(Listed entries Opens)

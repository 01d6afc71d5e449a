//! Single-measure loading: fetch one blob and turn it into a typed `MeasureSeries`.
//!
//! Parsing is strict about shape (year keys must be integers, numbers must be
//! numbers) but performs no quality checks; those live in `quality`.

use std::collections::BTreeMap;
use std::sync::Arc;

use serde::Deserialize;
use tracing::debug;

use crate::data::blob::{BlobKey, BlobStore};
use crate::data::weights::normalize_currency;
use crate::domain::{DataPoint, MeasureSeries, Provenance};
use crate::error::AppError;

/// Source-string markers of statistical agencies and central banks.
const AGENCY_MARKERS: &[&str] = &[
    "FRED",
    "BLS",
    "BEA",
    "Bureau of Labor Statistics",
    "ONS",
    "Office for National Statistics",
    "Eurostat",
    "ECB",
    "Statistics Canada",
    "StatCan",
    "Bank of Canada",
    "SNB",
    "Swiss National Bank",
    "FSO",
    "Statistics Bureau",
    "e-Stat",
    "ABS",
    "Australian Bureau of Statistics",
    "RBA",
    "Stats NZ",
    "RBNZ",
    "OECD",
    "IMF",
];

/// Measure name for single-series fallbacks when the currency has no weight table.
pub const LEGACY_MEASURE: &str = "cpi";

#[derive(Debug, Deserialize)]
#[serde(rename_all = "camelCase")]
struct MeasureDocument {
    currency: Option<String>,
    measure: Option<String>,
    source: Option<String>,
    last_updated: Option<String>,
    earliest_year: Option<i32>,
    latest_year: Option<i32>,
    #[serde(alias = "points")]
    data: BTreeMap<String, PointDocument>,
}

#[derive(Debug, Deserialize)]
#[serde(rename_all = "camelCase")]
struct PointDocument {
    #[serde(default)]
    index_value: Option<f64>,
    inflation_factor: f64,
    #[serde(default)]
    year_over_year_change: Option<f64>,
}

#[derive(Debug, Deserialize)]
#[serde(rename_all = "camelCase")]
struct LegacyDocument {
    data: BTreeMap<String, f64>,
    source: Option<String>,
    last_updated: Option<String>,
    earliest: Option<i32>,
    latest: Option<i32>,
}

/// Loads individual measures from a blob store.
#[derive(Clone)]
pub struct MeasureStore {
    blobs: Arc<dyn BlobStore>,
}

impl MeasureStore {
    pub fn new(blobs: Arc<dyn BlobStore>) -> Self {
        Self { blobs }
    }

    pub fn load(&self, currency: &str, measure: &str) -> Result<MeasureSeries, AppError> {
        let key = BlobKey::measure(currency, measure);
        let body = self.blobs.fetch(&key)?;
        let series = parse_measure(&body, currency, measure)?;
        debug!(currency, measure, points = series.len(), "loaded measure");
        Ok(series)
    }

    /// Load the simplified CPI-only document for `currency`, naming it `measure`.
    pub fn load_legacy(&self, currency: &str, measure: &str) -> Result<MeasureSeries, AppError> {
        let key = BlobKey::legacy(currency);
        let body = self.blobs.fetch(&key)?;
        parse_legacy(&body, currency, measure)
    }
}

/// Parse a measure document. Missing `currency`/`measure` fields fall back to the requested key.
pub fn parse_measure(body: &str, currency: &str, measure: &str) -> Result<MeasureSeries, AppError> {
    let doc: MeasureDocument = serde_json::from_str(body)
        .map_err(|e| AppError::malformed(format!("Invalid document for {currency}/{measure}: {e}")))?;

    let mut points = BTreeMap::new();
    for (raw_year, p) in doc.data {
        let year = parse_year(&raw_year, currency, measure)?;
        points.insert(
            year,
            DataPoint {
                index_value: p.index_value.unwrap_or(p.inflation_factor * 100.0),
                inflation_factor: p.inflation_factor,
                year_over_year_change: p.year_over_year_change,
            },
        );
    }

    let (min_year, max_year) = key_bounds(&points);
    let provenance = classify_source(doc.source.as_deref());

    Ok(MeasureSeries {
        currency: doc
            .currency
            .map(|c| normalize_currency(&c))
            .unwrap_or_else(|| normalize_currency(currency)),
        measure: doc.measure.unwrap_or_else(|| measure.to_string()),
        source: doc.source,
        last_updated: doc.last_updated,
        earliest_year: doc.earliest_year.unwrap_or(min_year),
        latest_year: doc.latest_year.unwrap_or(max_year),
        points,
        provenance,
    })
}

/// Parse the legacy `{ data: { year: factor } }` document into the standard shape.
pub fn parse_legacy(body: &str, currency: &str, measure: &str) -> Result<MeasureSeries, AppError> {
    let doc: LegacyDocument = serde_json::from_str(body)
        .map_err(|e| AppError::malformed(format!("Invalid legacy document for {currency}: {e}")))?;

    let mut factors = BTreeMap::new();
    for (raw_year, factor) in doc.data {
        factors.insert(parse_year(&raw_year, currency, measure)?, factor);
    }

    let mut points = BTreeMap::new();
    let mut prev: Option<(i32, f64)> = None;
    for (&year, &factor) in &factors {
        // Only consecutive years yield a year-over-year figure.
        let yoy = match prev {
            Some((prev_year, prev_factor)) if prev_year + 1 == year && prev_factor > 0.0 => {
                Some((factor / prev_factor - 1.0) * 100.0)
            }
            _ => None,
        };
        points.insert(
            year,
            DataPoint {
                index_value: factor * 100.0,
                inflation_factor: factor,
                year_over_year_change: yoy,
            },
        );
        prev = Some((year, factor));
    }

    let (min_year, max_year) = key_bounds(&points);

    Ok(MeasureSeries {
        currency: normalize_currency(currency),
        measure: measure.to_string(),
        source: doc.source,
        last_updated: doc.last_updated,
        earliest_year: doc.earliest.unwrap_or(min_year),
        latest_year: doc.latest.unwrap_or(max_year),
        points,
        provenance: Provenance::Legacy,
    })
}

/// Tag a freshly loaded series by its declared source.
///
/// Markers match whole words only, so "ABS" does not match "absolute".
pub fn classify_source(source: Option<&str>) -> Provenance {
    let Some(source) = source else {
        return Provenance::EstimatedPattern;
    };
    let tokens = words(source);
    let recognized = AGENCY_MARKERS.iter().any(|marker| {
        let marker = words(marker);
        !marker.is_empty() && tokens.windows(marker.len()).any(|w| w == marker.as_slice())
    });
    if recognized {
        Provenance::RealAgencyData
    } else {
        Provenance::EstimatedPattern
    }
}

/// Upper-cased alphanumeric runs of `text`.
fn words(text: &str) -> Vec<String> {
    text.split(|c: char| !c.is_ascii_alphanumeric())
        .filter(|w| !w.is_empty())
        .map(str::to_ascii_uppercase)
        .collect()
}

fn parse_year(raw: &str, currency: &str, measure: &str) -> Result<i32, AppError> {
    raw.trim()
        .parse::<i32>()
        .map_err(|_| AppError::malformed(format!("Invalid year key '{raw}' in {currency}/{measure}.")))
}

fn key_bounds(points: &BTreeMap<i32, DataPoint>) -> (i32, i32) {
    let min = points.keys().next().copied().unwrap_or(0);
    let max = points.keys().next_back().copied().unwrap_or(0);
    (min, max)
}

(Listed entries Closes)

_Task requirements_
The word to find is "shape". Copy every line of the data that holds it.

_Task answer_
//! Parsing is strict about shape (year keys must be integers, numbers must be
/// Parse the legacy `{ data: { year: factor } }` document into the standard shape.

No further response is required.